Ambitionnant de se rendre en finale de la compétition nationale – grâce à une chorégraphie inspirée du Mahatma Gandhi –, les six filles et l’unique garçon de la bande, dirigé·es par leur intransigeant entraîneur Patrick (Sacha Samar, qui sait tenir la caricature à distance), sont tous et toutes incarné·es, tel que le souhaite l’autrice, par des comédien·nes adultes, qui plus est d’âges, d’origines et de morphologies des plus diversifiés. À l’exception (contrastante) de Dominique Pétin – quoique son personnage, plus tendre, s’y prête peut-être davantage – aucun·e des interprètes n’apparaît jouer l’adolescence. Ce parti pris s’avère hautement signifiant : il évoque que chacun·e reste la même personne au fil des différentes périodes de sa vie, que rêves et traumatismes de jeunesse se terrent en soi tout au long de son existence, mais, également, que n’adviennent pas nécessairement les scénarios élaborés alors que l’avenir est encore fait d’argile à modeler.

© Suzane O’Neill

Irrévérence décomplexée

Il y aurait tant à dire sur cette pièce à la langue crue (traduite avec adresse par Maryse Warda), finaliste pour le prix Pullitzer et mise en scène avec véracité ainsi qu’une juste pétulance par Sophie Cadieux. D’abord, notons que la psychologie de certaines protagonistes, leurs pensées exemptes de faux-semblants s’avèrent percutantes d’acuité. Zuzu (Dominique Pétin) voit bien qu’elle est bonne élève, qu’elle est douée, mais qu’elle n’a pas l’indicible étincelle des talents incandescents, qu’il lui faudra accepter le destin de second violon ou se réinventer ailleurs que sur la trajectoire qu’elle convoitait; Ashlee (fort convaincante Émilie Gilbert) tente maladroitement d’apprivoiser l’éclosion de sa beauté, son excellence scolaire et le potentiel de réussite que tout cela peut signifier; Amina (Clara Prieur, la seule membre de la distribution qui soit une danseuse en plus d’une actrice), l’étoile, doit composer avec l’envie de ses consœurs et l’isolement que cela implique.

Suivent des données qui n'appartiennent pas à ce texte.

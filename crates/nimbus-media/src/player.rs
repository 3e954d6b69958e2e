use std::sync::Arc;
use std::time::{Duration, Instant};

use crate::assets::{AssetSource, asset_source, read_uri};
use crate::decode::{FrameSequence, VideoFrame, decode};
use crate::registry::{self, PlayerHandle};
use crate::{MediaError, MediaItem};

/// Turns a media item into decoded frames.
pub trait MediaLoader {
    fn load(&self, item: &MediaItem) -> Result<FrameSequence, MediaError>;
}

/// Loads through an [`AssetSource`]; the process-wide one unless a
/// source is given explicitly.
#[derive(Clone, Default)]
pub struct AssetLoader {
    source: Option<Arc<dyn AssetSource>>,
}

impl AssetLoader {
    pub fn new() -> Self {
        Self::default()
    }

    pub fn with_source(source: Arc<dyn AssetSource>) -> Self {
        Self {
            source: Some(source),
        }
    }
}

impl MediaLoader for AssetLoader {
    fn load(&self, item: &MediaItem) -> Result<FrameSequence, MediaError> {
        let source = self.source.clone().unwrap_or_else(asset_source);
        let bytes = read_uri(&item.uri, source.as_ref())?;
        decode(&bytes)
    }
}

#[derive(Clone, Copy, Debug, Default, PartialEq, Eq)]
pub enum RepeatMode {
    /// Stop on the last frame.
    #[default]
    Off,
    /// Loop the current item.
    One,
    /// Loop the whole playlist. With a single item this is the same as `One`.
    All,
}

impl RepeatMode {
    fn wraps(self) -> bool {
        !matches!(self, RepeatMode::Off)
    }
}

#[derive(Clone, Copy, Debug, Default, PartialEq, Eq)]
pub enum PlayerState {
    #[default]
    Idle,
    Ready,
    Ended,
    Released,
}

#[derive(Default)]
pub struct VideoPlayerBuilder {
    loader: Option<Box<dyn MediaLoader>>,
}

impl VideoPlayerBuilder {
    pub fn loader(mut self, loader: impl MediaLoader + 'static) -> Self {
        self.loader = Some(Box::new(loader));
        self
    }

    pub fn build(self) -> VideoPlayer {
        let handle = registry::acquire();
        log::debug!("{handle} created");
        VideoPlayer {
            handle,
            loader: self
                .loader
                .unwrap_or_else(|| Box::new(AssetLoader::new())),
            item: None,
            repeat: RepeatMode::Off,
            play_when_ready: false,
            volume: 1.0,
            state: PlayerState::Idle,
            frames: None,
            index: 0,
            in_frame: Duration::ZERO,
            last_tick: None,
            last_error: None,
        }
    }
}

/// Frame-sequence player modelled on a platform video player: set an item,
/// `prepare()`, then drive it with `tick(now)` once per rendered frame.
///
/// Must be `release()`d; dropping a live player is counted as a leak.
pub struct VideoPlayer {
    handle: PlayerHandle,
    loader: Box<dyn MediaLoader>,
    item: Option<MediaItem>,
    repeat: RepeatMode,
    play_when_ready: bool,
    volume: f32,
    state: PlayerState,
    frames: Option<FrameSequence>,
    index: usize,
    in_frame: Duration,
    last_tick: Option<Instant>,
    last_error: Option<MediaError>,
}

impl VideoPlayer {
    pub fn builder() -> VideoPlayerBuilder {
        VideoPlayerBuilder::default()
    }

    pub fn handle(&self) -> PlayerHandle {
        self.handle
    }

    pub fn state(&self) -> PlayerState {
        self.state
    }

    pub fn media_item(&self) -> Option<&MediaItem> {
        self.item.as_ref()
    }

    pub fn repeat_mode(&self) -> RepeatMode {
        self.repeat
    }

    pub fn play_when_ready(&self) -> bool {
        self.play_when_ready
    }

    pub fn volume(&self) -> f32 {
        self.volume
    }

    pub fn last_error(&self) -> Option<&MediaError> {
        self.last_error.as_ref()
    }

    pub fn is_released(&self) -> bool {
        self.state == PlayerState::Released
    }

    pub fn is_playing(&self) -> bool {
        self.state == PlayerState::Ready && self.play_when_ready
    }

    pub fn frame_index(&self) -> usize {
        self.index
    }

    pub fn frame_count(&self) -> usize {
        self.frames.as_ref().map_or(0, FrameSequence::len)
    }

    fn live(&self, op: &str) -> bool {
        if self.is_released() {
            log::warn!("{}: {op} after release ignored", self.handle);
            return false;
        }
        true
    }

    /// Replaces the item. A prepared player goes back to `Idle` and must be
    /// prepared again.
    pub fn set_media_item(&mut self, item: MediaItem) {
        if !self.live("set_media_item") {
            return;
        }
        self.item = Some(item);
        self.frames = None;
        self.state = PlayerState::Idle;
        self.rewind();
    }

    pub fn set_repeat_mode(&mut self, mode: RepeatMode) {
        if self.live("set_repeat_mode") {
            self.repeat = mode;
            if mode.wraps() && self.state == PlayerState::Ended {
                self.state = PlayerState::Ready;
                self.rewind();
            }
        }
    }

    pub fn set_play_when_ready(&mut self, play: bool) {
        if self.live("set_play_when_ready") {
            self.play_when_ready = play;
            // Paused time does not advance the frame clock.
            self.last_tick = None;
        }
    }

    pub fn play(&mut self) {
        self.set_play_when_ready(true);
    }

    pub fn pause(&mut self) {
        self.set_play_when_ready(false);
    }

    /// Clamped to `0.0..=1.0`. Frame sequences carry no audio track, the
    /// value is kept for parity with audio-capable backends.
    pub fn set_volume(&mut self, volume: f32) {
        if self.live("set_volume") {
            self.volume = if volume.is_nan() {
                0.0
            } else {
                volume.clamp(0.0, 1.0)
            };
        }
    }

    /// Loads and decodes the current item. On failure the player stays
    /// `Idle`, keeps the error in [`last_error`](Self::last_error) and
    /// shows no frame.
    pub fn prepare(&mut self) {
        if !self.live("prepare") {
            return;
        }
        let Some(item) = self.item.clone() else {
            log::warn!("{}: prepare without a media item", self.handle);
            return;
        };
        self.rewind();
        match self.loader.load(&item) {
            Ok(frames) => {
                log::info!(
                    "{}: prepared {} ({} frame(s), {:?})",
                    self.handle,
                    item.uri,
                    frames.len(),
                    frames.total_duration()
                );
                self.frames = Some(frames);
                self.state = PlayerState::Ready;
                self.last_error = None;
            }
            Err(e) => {
                log::warn!("{}: failed to load {}: {e}", self.handle, item.uri);
                self.frames = None;
                self.state = PlayerState::Idle;
                self.last_error = Some(e);
            }
        }
    }

    fn rewind(&mut self) {
        self.index = 0;
        self.in_frame = Duration::ZERO;
        self.last_tick = None;
    }

    /// Advances playback to `now`. Returns true when the visible frame
    /// changed. The first tick after play/prepare only sets the clock.
    pub fn tick(&mut self, now: Instant) -> bool {
        if !self.is_playing() {
            self.last_tick = None;
            return false;
        }
        let Some(prev) = self.last_tick.replace(now) else {
            return false;
        };
        let Some(frames) = self.frames.as_ref() else {
            return false;
        };
        if !frames.is_animated() {
            return false;
        }
        let before = self.index;
        let total = frames.total_duration();
        self.in_frame += now.saturating_duration_since(prev);
        if self.repeat.wraps() && self.in_frame >= total {
            // A whole loop lands on the same frame with the same offset.
            let rem = self.in_frame.as_nanos() % total.as_nanos();
            self.in_frame = Duration::from_nanos(rem as u64);
        }
        loop {
            let delay = frames.frames()[self.index].delay;
            if delay.is_zero() || self.in_frame < delay {
                break;
            }
            self.in_frame -= delay;
            if self.index + 1 < frames.len() {
                self.index += 1;
            } else if self.repeat.wraps() {
                self.index = 0;
            } else {
                self.in_frame = Duration::ZERO;
                self.state = PlayerState::Ended;
                log::debug!("{}: playback ended", self.handle);
                break;
            }
        }
        self.index != before
    }

    pub fn current_frame(&self) -> Option<&VideoFrame> {
        match self.state {
            PlayerState::Ready | PlayerState::Ended => self.frames.as_ref()?.get(self.index),
            PlayerState::Idle | PlayerState::Released => None,
        }
    }

    /// Frees decoded frames. Releasing twice is a caller bug: it is logged
    /// and counted, nothing else happens.
    pub fn release(&mut self) {
        if self.is_released() {
            log::error!("{}: released twice", self.handle);
            registry::note_double_release();
            return;
        }
        self.free();
        registry::note_released();
        log::info!("{} released", self.handle);
    }

    fn free(&mut self) {
        self.state = PlayerState::Released;
        self.frames = None;
        self.play_when_ready = false;
        self.rewind();
    }
}

impl Drop for VideoPlayer {
    fn drop(&mut self) {
        if !self.is_released() {
            log::warn!("{} dropped without release()", self.handle);
            registry::note_leaked();
            self.free();
        }
    }
}

impl std::fmt::Debug for VideoPlayer {
    fn fmt(&self, f: &mut std::fmt::Formatter<'_>) -> std::fmt::Result {
        f.debug_struct("VideoPlayer")
            .field("handle", &self.handle)
            .field("item", &self.item)
            .field("state", &self.state)
            .field("repeat", &self.repeat)
            .field("play_when_ready", &self.play_when_ready)
            .field("index", &self.index)
            .finish_non_exhaustive()
    }
}

#[cfg(test)]
mod tests {
    use super::*;
    use crate::assets::MemoryAssets;
    use crate::decode::test_media;
    use crate::registry::{reset_stats, stats};

    const A: [u8; 4] = [10, 20, 30, 255];
    const B: [u8; 4] = [40, 50, 60, 255];
    const C: [u8; 4] = [70, 80, 90, 255];

    fn loader() -> AssetLoader {
        let assets = MemoryAssets::new()
            .with("clouds.gif", test_media::gif(2, 2, &[A, B, C], 100))
            .with("logo.png", test_media::png(3, 3, A));
        AssetLoader::with_source(Arc::new(assets))
    }

    fn looping(uri: &str) -> VideoPlayer {
        let mut p = VideoPlayer::builder().loader(loader()).build();
        p.set_media_item(MediaItem::from_uri(uri).unwrap());
        p.set_repeat_mode(RepeatMode::All);
        p.set_play_when_ready(true);
        p.prepare();
        p
    }

    fn ms(n: u64) -> Duration {
        Duration::from_millis(n)
    }

    #[test]
    fn prepared_player_shows_first_frame() {
        let mut p = looping("asset:///clouds.gif");
        assert_eq!(p.state(), PlayerState::Ready);
        assert!(p.is_playing());
        assert_eq!(p.frame_count(), 3);
        assert_eq!(&p.current_frame().unwrap().rgba[..4], &A);
        p.release();
    }

    #[test]
    fn looping_wraps_and_skips_whole_cycles() {
        let mut p = looping("asset:///clouds.gif");
        let t0 = Instant::now();
        assert!(!p.tick(t0));
        assert!(!p.tick(t0 + ms(50)));
        assert!(p.tick(t0 + ms(100)));
        assert_eq!(p.frame_index(), 1);
        assert!(p.tick(t0 + ms(300)));
        assert_eq!(p.frame_index(), 0);
        // Ten full loops later we are back on the same frame.
        assert!(!p.tick(t0 + ms(3300)));
        assert_eq!(p.frame_index(), 0);
        assert_eq!(p.state(), PlayerState::Ready);
        p.release();
    }

    #[test]
    fn repeat_off_ends_on_last_frame() {
        let mut p = looping("asset:///clouds.gif");
        p.set_repeat_mode(RepeatMode::Off);
        let t0 = Instant::now();
        p.tick(t0);
        p.tick(t0 + ms(1000));
        assert_eq!(p.state(), PlayerState::Ended);
        assert_eq!(p.frame_index(), 2);
        assert_eq!(&p.current_frame().unwrap().rgba[..4], &C);
        assert!(!p.is_playing());
        p.release();
    }

    #[test]
    fn paused_time_is_not_counted() {
        let mut p = looping("asset:///clouds.gif");
        let t0 = Instant::now();
        p.tick(t0);
        p.pause();
        assert!(!p.tick(t0 + ms(500)));
        p.play();
        p.tick(t0 + ms(10_000));
        assert_eq!(p.frame_index(), 0);
        assert!(p.tick(t0 + ms(10_100)));
        assert_eq!(p.frame_index(), 1);
        p.release();
    }

    #[test]
    fn still_images_never_advance() {
        let mut p = looping("asset:///logo.png");
        let t0 = Instant::now();
        p.tick(t0);
        assert!(!p.tick(t0 + ms(5000)));
        assert_eq!(p.current_frame().unwrap().width, 3);
        p.release();
    }

    #[test]
    fn missing_media_keeps_player_idle() {
        let mut p = looping("asset:///nope.gif");
        assert_eq!(p.state(), PlayerState::Idle);
        assert!(p.current_frame().is_none());
        assert!(matches!(p.last_error(), Some(MediaError::AssetNotFound(_))));
        assert!(!p.tick(Instant::now()));
        p.release();
    }

    #[test]
    fn volume_is_clamped() {
        let mut p = VideoPlayer::builder().loader(loader()).build();
        p.set_volume(2.0);
        assert_eq!(p.volume(), 1.0);
        p.set_volume(-1.0);
        assert_eq!(p.volume(), 0.0);
        p.release();
    }

    #[test]
    fn release_is_counted_once() {
        reset_stats();
        let mut p = looping("asset:///clouds.gif");
        assert_eq!(stats().live(), 1);
        p.release();
        assert!(p.current_frame().is_none());
        p.release();
        p.prepare();
        assert_eq!(p.state(), PlayerState::Released);
        drop(p);
        let s = stats();
        assert_eq!((s.acquired, s.released, s.double_release, s.leaked), (1, 1, 1, 0));
        assert_eq!(s.live(), 0);
    }

    #[test]
    fn dropping_unreleased_player_is_a_leak() {
        reset_stats();
        drop(looping("asset:///clouds.gif"));
        let s = stats();
        assert_eq!((s.acquired, s.released, s.leaked), (1, 0, 1));
        assert_eq!(s.live(), 0);
    }
}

Connie (touchante Tova Roy), quant à elle, se sent invisible. Comment pourrait-il en être autrement alors que Patrick lui confie le personnage de Gandhi, avec qui elle semble partager un certain patrimoine génétique, mais la fait rester assise pendant une bonne partie de la chorégraphie, tandis que le véritable rôle principal, « l’esprit de Gandhi », est offert une interprète blanche. Jolie flèche atteignant la triple cible du racisme, du tokénisme et de l’appropriation culturelle.

Une charge tout aussi acérée sera lancée contre le patriarcat, alors qu’est soulignée la vénération des juges de concours de danse pour les rares garçons pratiquant cet art, mâles qui arrivent tout de même à se retrouver en situation de privilège dans un univers quasi monopolisé par le genre féminin. Que cela ne fasse aucun doute : Génération danse ne manque ni de mordant ni de contenu.

La curiosité sexuelle de ces jeunes adolescentes s’inscrit aussi au cœur des enjeux abordés. Il y a bien entendu la vulnérabilité qu’engendre l’inconnu – et la prédation masculine –, mais émerge en outre de leurs réflexions une auto-appropriation de leurs corps, de leur génitalité, un élan d’empuissancement et de superbe qui émeut.

L’on appréciera certes les éclairages dynamiques et colorés de Martin Labrecque, les survêtements et attirails de danse conçus par Elen Ewing, de même que l’humour irrésistible qui imprègne le spectacle sans jamais verser dans la surenchère. Néanmoins, c’est sans doute la force incoercible de ces jeunes femmes, se transmuant en férocité redoutable lorsqu’elles s’allient, qui demeure en soi, vivace, une fois que l’on a quitté le Théâtre La Licorne. Comme un espoir flou… mais pugnace.

© Suzane O’Neill

Génération danse

Texte : Clare Barron. Traduction : Maryse Warda. Mise en scène : Sophie Cadieux. Assistance à la mise en scène : Marie-Hélène Dufort. Éclairages : Martin Labrecque. Costumes : Elen Ewing. Musique : Philippe Brault. Avec Thomas Derasp-Verge, Émilie Gilbert, Mireille Métellus, Dominique Pétin, Clara Prieur, Pascale Renaud-Hébert, Tova Roy, Sally Sakho et Sacha Samar. Une production de La Manufacture, présentée au Théâtre La Licorne du 10 octobre au 18 novembre 2023.